I am usually a sucker for an intertextual, memoir-style read, but in this case I found the historical passages simply boring. They added nothing to my understanding of the story at all and, despite some parallels with the narrator, felt totally unnecessary. Even in such a short book (just under 200 pages) these parts dragged. If they had been omitted I think the story could’ve had some impact, but as it was, it felt stilted, lacking any kind of forward momentum. For me, this was also due to Greengrass’ style — long, complicated, metaphor-heavy sentences which left me rereading, wondering if I’ve missed the point, or whether there even was one.

Honestly, the theme of motherhood doesn’t really entice me to read a book — and maybe that’s because I’m not the audience that the book was written for. But despite my initial misgivings, I found myself enjoying the thematic focus of Sight more than anything else. The beginning of the book focuses on the death of the narrator’s mother, almost uncomfortably honest in its portrayal of the self-absorbed not-quite-adult.

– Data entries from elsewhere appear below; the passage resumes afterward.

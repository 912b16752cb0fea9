//! Application state.

use taskboard_queue::QueueInspector;

use crate::config::ApiConfig;

/// Shared application state.
#[derive(Clone)]
pub struct AppState {
    pub config: ApiConfig,
    pub inspector: QueueInspector,
}

impl AppState {
    pub fn new(config: ApiConfig, inspector: QueueInspector) -> Self {
        Self { config, inspector }
    }
}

“For months my purpose had been imposed by circumstance, the structures of my life externally define so that I had been like a creature inside an exoskeleton, soft and pulpy, held to shape by a rigidity that was not my own, and I had resented it.”

The passages detailing grief were the most powerful in the book. With her mother’s drawn out illness and eventual death, the disintegration of the familiar parent-child roles lay the groundwork for the rest of the book. The narrator begins to realise that parenthood is a role that people fill, and that there was more to both her mother and her grandmother than her own perception of them. Greengrass managed to detail the nuances of wanting to retain an untainted image of your parents, resenting their dependency, and the sometimes stifling inescapability of that relationship, without disregarding the narrator’s love for her mother.

I finished this book feeling as though there was more ground to cover on the complexities of parental roles, but not really caring at all about the narrator, her partner, their daughter or their new baby. I think it could’ve made quite a powerful short story about grief and motherhood, but ended up feeling overstretched and fell a bit flat for me.